» EXERCISE DATA:

//! Plain-text rendering of a [`FormView`].

use closetr::features::register::{FieldId, FieldView, FormView};

const LABEL_WIDTH: usize = 18;

fn label(id: FieldId) -> &'static str {
    match id {
        FieldId::Name => "Name",
        FieldId::Username => "Username",
        FieldId::Password => "Password",
        FieldId::PasswordConfirm => "Confirm password",
    }
}

/// Message under a field whose error flag is up.
fn error_message(id: FieldId, conflict: Option<FieldId>) -> &'static str {
    match id {
        FieldId::Username if conflict == Some(FieldId::Username) => "this username is already taken",
        FieldId::PasswordConfirm => "passwords do not match",
        _ => "required",
    }
}

fn shown_value(field: &FieldView) -> String {
    match field.id {
        FieldId::Password | FieldId::PasswordConfirm => "*".repeat(field.value.chars().count()),
        _ => field.value.clone(),
    }
}

#[must_use]
pub fn render(view: &FormView) -> String {
    let mut lines: Vec<String> = view
        .fields
        .iter()
        .map(|field| {
            let line = format!("{:<LABEL_WIDTH$}[{}]", label(field.id), shown_value(field));
            if field.error_visible {
                format!("{line}  ! {}", error_message(field.id, view.conflict))
            } else {
                line
            }
        })
        .collect();

    if let Some(failure) = &view.failure {
        lines.push(format!("! {failure}"));
    }

    let state = if view.submitting {
        "sending..."
    } else if view.can_submit {
        "ready"
    } else {
        "disabled"
    };
    lines.push(format!("{:<LABEL_WIDTH$}{state}", "Register"));

    lines.join("\n")
}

» ABOUT THIS TASK: The string "static" may appear on lines of the data above; give the number of those lines and nothing more.

» RESULT BELOW: 2